Probar quién eres o qué has logrado solía significar cargar con papeles, certificados, tarjetas de identificación y licencias. Podrías perderlos, derramar café sobre ellos, o peor aún, alguien podría falsificarlos. Y seamos honestos, verificar si son reales generalmente significaba esperar a que alguna oficina confirmara las cosas, lo que podría tardar días. Es un dolor de cabeza, especialmente ahora cuando esperamos que todo funcione, en cualquier lugar.
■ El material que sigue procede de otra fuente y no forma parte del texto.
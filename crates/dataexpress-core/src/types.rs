//! Core value type

use chrono::{DateTime, NaiveDate, NaiveDateTime, NaiveTime, Utc};
use serde::{Deserialize, Serialize};
use std::io::Read;
use std::path::PathBuf;
use uuid::Uuid;

/// A value flowing into or out of the engine
///
/// Inputs are untyped from the engine's point of view: a caller may hand in a
/// string for an INTEGER slot and the binder coerces it.
#[derive(Debug, Clone, PartialEq, Serialize, Deserialize)]
pub enum Value {
    /// NULL value
    Null,
    /// Boolean
    Bool(bool),
    /// 8-bit signed integer
    Int8(i8),
    /// 16-bit signed integer
    Int16(i16),
    /// 32-bit signed integer
    Int32(i32),
    /// 64-bit signed integer
    Int64(i64),
    /// 32-bit floating point
    Float32(f32),
    /// 64-bit floating point
    Float64(f64),
    /// Decimal/Numeric (stored as string for precision)
    Decimal(String),
    /// UTF-8 string
    String(String),
    /// Binary data
    Bytes(Vec<u8>),
    /// A file whose contents are read when bound to a binary slot
    File(PathBuf),
    /// UUID
    Uuid(Uuid),
    /// Date (year, month, day)
    Date(NaiveDate),
    /// Time (hour, minute, second, nanosecond)
    Time(NaiveTime),
    /// DateTime without timezone
    DateTime(NaiveDateTime),
    /// DateTime with timezone (UTC)
    DateTimeUtc(DateTime<Utc>),
    /// JSON value
    Json(serde_json::Value),
    /// Array of values
    Array(Vec<Value>),
}

impl Value {
    /// Drain a reader into a `Bytes` value.
    pub fn from_reader(mut reader: impl Read) -> std::io::Result<Value> {
        let mut buf = Vec::new();
        reader.read_to_end(&mut buf)?;
        Ok(Value::Bytes(buf))
    }

    /// Check if the value is NULL
    pub fn is_null(&self) -> bool {
        matches!(self, Value::Null)
    }

    /// NULL, or a value whose text form is blank
    pub fn is_blank(&self) -> bool {
        match self {
            Value::Null => true,
            Value::String(s) | Value::Decimal(s) => s.trim().is_empty(),
            _ => false,
        }
    }

    /// Try to get as a string
    pub fn as_str(&self) -> Option<&str> {
        match self {
            Value::String(s) => Some(s),
            _ => None,
        }
    }

    /// Try to get as i64
    pub fn as_i64(&self) -> Option<i64> {
        match self {
            Value::Int8(v) => Some(*v as i64),
            Value::Int16(v) => Some(*v as i64),
            Value::Int32(v) => Some(*v as i64),
            Value::Int64(v) => Some(*v),
            Value::Bool(v) => Some(*v as i64),
            Value::String(s) | Value::Decimal(s) => s.trim().parse::<i64>().ok(),
            _ => None,
        }
    }

    /// Try to get as f64
    pub fn as_f64(&self) -> Option<f64> {
        match self {
            Value::Float32(v) => Some(*v as f64),
            Value::Float64(v) => Some(*v),
            Value::Int8(_) | Value::Int16(_) | Value::Int32(_) | Value::Int64(_) => {
                self.as_i64().map(|v| v as f64)
            }
            Value::String(s) | Value::Decimal(s) => s.trim().parse::<f64>().ok(),
            _ => None,
        }
    }

    /// Try to get as bool
    pub fn as_bool(&self) -> Option<bool> {
        match self {
            Value::Bool(v) => Some(*v),
            _ => None,
        }
    }

    /// Variant name, used in coercion error messages
    pub fn kind(&self) -> &'static str {
        match self {
            Value::Null => "Null",
            Value::Bool(_) => "Bool",
            Value::Int8(_) => "Int8",
            Value::Int16(_) => "Int16",
            Value::Int32(_) => "Int32",
            Value::Int64(_) => "Int64",
            Value::Float32(_) => "Float32",
            Value::Float64(_) => "Float64",
            Value::Decimal(_) => "Decimal",
            Value::String(_) => "String",
            Value::Bytes(_) => "Bytes",
            Value::File(_) => "File",
            Value::Uuid(_) => "Uuid",
            Value::Date(_) => "Date",
            Value::Time(_) => "Time",
            Value::DateTime(_) => "DateTime",
            Value::DateTimeUtc(_) => "DateTimeUtc",
            Value::Json(_) => "Json",
            Value::Array(_) => "Array",
        }
    }

    /// Whether the value is one of the numeric variants
    pub fn is_numeric(&self) -> bool {
        matches!(
            self,
            Value::Int8(_)
                | Value::Int16(_)
                | Value::Int32(_)
                | Value::Int64(_)
                | Value::Float32(_)
                | Value::Float64(_)
                | Value::Decimal(_)
        )
    }
}

impl std::fmt::Display for Value {
    fn fmt(&self, f: &mut std::fmt::Formatter<'_>) -> std::fmt::Result {
        match self {
            Value::Null => write!(f, "NULL"),
            Value::Bool(v) => write!(f, "{}", v),
            Value::Int8(v) => write!(f, "{}", v),
            Value::Int16(v) => write!(f, "{}", v),
            Value::Int32(v) => write!(f, "{}", v),
            Value::Int64(v) => write!(f, "{}", v),
            Value::Float32(v) => write!(f, "{}", v),
            Value::Float64(v) => write!(f, "{}", v),
            Value::Decimal(v) => write!(f, "{}", v),
            Value::String(v) => write!(f, "{}", v),
            Value::Bytes(v) => write!(f, "<{} bytes>", v.len()),
            Value::File(p) => write!(f, "{}", p.display()),
            Value::Uuid(v) => write!(f, "{}", v),
            Value::Date(v) => write!(f, "{}", v),
            Value::Time(v) => write!(f, "{}", v),
            Value::DateTime(v) => write!(f, "{}", v),
            Value::DateTimeUtc(v) => write!(f, "{}", v),
            Value::Json(v) => write!(f, "{}", v),
            Value::Array(v) => write!(f, "[{} items]", v.len()),
        }
    }
}

impl From<&str> for Value {
    fn from(s: &str) -> Self {
        Value::String(s.to_string())
    }
}

impl From<String> for Value {
    fn from(s: String) -> Self {
        Value::String(s)
    }
}

impl From<i32> for Value {
    fn from(v: i32) -> Self {
        Value::Int32(v)
    }
}

impl From<i64> for Value {
    fn from(v: i64) -> Self {
        Value::Int64(v)
    }
}

impl From<f64> for Value {
    fn from(v: f64) -> Self {
        Value::Float64(v)
    }
}

impl From<bool> for Value {
    fn from(v: bool) -> Self {
        Value::Bool(v)
    }
}

impl From<Vec<u8>> for Value {
    fn from(v: Vec<u8>) -> Self {
        Value::Bytes(v)
    }
}

impl<T: Into<Value>> From<Option<T>> for Value {
    fn from(v: Option<T>) -> Self {
        v.map(Into::into).unwrap_or(Value::Null)
    }
}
El Protocolo de Firma invierte todo eso. En lugar de entregar papel, las organizaciones dan a las personas credenciales digitales bloqueadas en la cadena de bloques. Una vez que están ahí, son permanentes. Nadie puede alterarlas, y cualquiera que necesite verificar puede hacerlo de inmediato. Digamos que una universidad coloca el diploma de un graduado en la cadena; los empleadores pueden verificarlo al instante, sin necesidad de correos electrónicos o llamadas telefónicas. Eso elimina el tiempo perdido y hace que sea casi imposible falsificar credenciales.
Pasar de la prueba en papel a la prueba digital no solo acelera las cosas. Genera confianza, funciona a través de fronteras y se ajusta perfectamente al mundo de Web3 hacia el que nos dirigimos. La verificación se vuelve más fácil, más segura y global. Ese es el tipo de cambio que la gente ha estado esperando.